I'm writing some children's Math Education software for a class.
I'm going to try and present problems to students of varying skill level with randomly generated math problems of different types in fun ways.
One of the frustrations of using computer based math software is its rigidity. If anyone has taken an online Math class, you'll know all about the frustration of taking an online quiz and having your correct answer thrown out because your problem isn't exactly formatted in their form or some weird spacing issue.
So, originally I thought, "I know! I'll use an expression parser on the answer box so I'll be able to evaluate anything they enter and even if it isn't in the same form I'll be able to check if it is the same answer." So I fire up my IDE and start implementing the Shunting Yard Algorithm.
This would solve the problem of it not taking fractions in the smallest form and other issues.
However, It then hit me that a tricky student would simply be able to enter most of the problems into the answer box and my expression parser would dutifully parse and evaluate it to the correct answer!
So, should I not be using an expression parser in this instance? Do I really have to generate a single form of the answer and do a string comparison?
One possible solution is to note how many steps your expression evaluator takes to evaluate the problem's original expression, and to compare this to the optimal answer. If there's too much difference, then the problem hasn't been reduced enough and you can suggest that the student keep going.

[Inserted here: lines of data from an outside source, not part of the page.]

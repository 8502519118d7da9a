//! Storage key layout.
//!
//! ```text
//! {ns}-seat-{r}-{c}-{field}    one scalar field (name, memo, color, attendance)
//! {ns}-seat-{r}-{c}            the whole seat record as JSON
//! {ns}-modalSketch-{r}-{c}     per-seat sketch (PNG data URI)
//! {ns}-mainSketch              global sketch (PNG data URI)
//! ```

use crate::errors::{AppError, AppResult};
use crate::models::position::Position;
use crate::models::seat::SeatField;
use std::fmt;

/// Version tag isolating one generation of the chart from another.
#[derive(Debug, Clone, PartialEq, Eq, Hash)]
pub struct Namespace(String);

impl Namespace {
    /// `-` is the key separator, so it cannot appear inside a namespace.
    pub fn new(tag: &str) -> AppResult<Self> {
        let tag = tag.trim();
        let valid = !tag.is_empty()
            && tag
                .chars()
                .all(|c| c.is_ascii_alphanumeric() || c == '_' || c == '.');

        if valid {
            Ok(Namespace(tag.to_string()))
        } else {
            Err(AppError::InvalidNamespace(tag.to_string()))
        }
    }

    pub fn as_str(&self) -> &str {
        &self.0
    }

    /// Prefix shared by every key of this namespace, trailing `-` included.
    pub fn prefix(&self) -> String {
        format!("{}-", self.0)
    }

    pub fn field_key(&self, pos: Position, field: SeatField) -> String {
        format!("{}-seat-{}-{}", self.0, pos, field.as_str())
    }

    pub fn record_key(&self, pos: Position) -> String {
        format!("{}-seat-{}", self.0, pos)
    }

    pub fn seat_sketch_key(&self, pos: Position) -> String {
        format!("{}-modalSketch-{}", self.0, pos)
    }

    pub fn main_sketch_key(&self) -> String {
        format!("{}-mainSketch", self.0)
    }
}

/// Which canvas a sketch belongs to.
#[derive(Debug, Clone, Copy, PartialEq, Eq, Hash)]
pub enum SketchTarget {
    /// The global memo canvas next to the grid.
    Main,
    /// The canvas inside the seat editor.
    Seat(Position),
}

impl SketchTarget {
    pub fn key(&self, ns: &Namespace) -> String {
        match self {
            SketchTarget::Main => ns.main_sketch_key(),
            SketchTarget::Seat(pos) => ns.seat_sketch_key(*pos),
        }
    }
}

impl fmt::Display for SketchTarget {
    fn fmt(&self, f: &mut fmt::Formatter<'_>) -> fmt::Result {
        match self {
            SketchTarget::Main => f.write_str("main sketch"),
            SketchTarget::Seat(pos) => write!(f, "seat {} sketch", pos),
        }
    }
}

impl fmt::Display for Namespace {
    fn fmt(&self, f: &mut fmt::Formatter<'_>) -> fmt::Result {
        f.write_str(&self.0)
    }
}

Don't be surprised if students come up with better answers than your own definition of "optimal", though! I was a TA/grader for several classes, and the brightest students routinely had answers on their problem sets that were superior to the ones provided by the professor.
For simple problems where you're looking for an exact answer, then removing whitespace and doing a string compare is reasonable.
For more advanced problems, you might do the Shunting Yard Algorithm (or similar) but perhaps parametrize it so you could turn on/off reductions to guard against the tricky student. You'll notice that "simple" answers can still use the parser, but you would disable all reductions.
For example, on a division question, you'd disable the "/" reduction.
This is a great question.
If you are writing an expression system and an evaluation/transformation/equivalence engine (isn't there one available somewhere? I am almost 100% sure that there is an open source one somewhere), then it's more of an education/algebra problem: is the student's answer algebraically closer to the original expression or to the expected expression.
I'm not sure how to answer that, but just an idea (not necessarily practical): perhaps your evaluation engine can count transformation steps to equivalence. If the answer takes less steps to the expected than it did to the original, it might be ok. If it's too close to the original, it's not.
You could use an expression parser, but apply restrictions on the complexity of the expressions permitted in the answer.
For example, if the goal is to reduce (4/5)*(1/2) and you want to allow either (2/5) or (4/10), then you could restrict the set of allowable answers to expressions whose trees take the form (x/y) and which also evaluate to the correct number. Perhaps you would also allow "0.4", i.e. expressions of the form (x) which evaluate to the correct number.
This is exactly what you would (implicitly) be doing if you graded the problem manually -- you would be looking for an answer that is correct but which also falls into an acceptable class.
The usual way of doing this in mathematics assessment software is to allow the question setter to specify expressions/strings that are not allowed in a correct answer.
If you happen to be interested in existing software, there's the open-source Stack http://www.stack.bham.ac.uk/ (or various commercial options such as MapleTA). I suspect most of the problems that you'll come across have also been encountered by Stack so even if you don't want to use it, it might be educational to look at how it approaches things.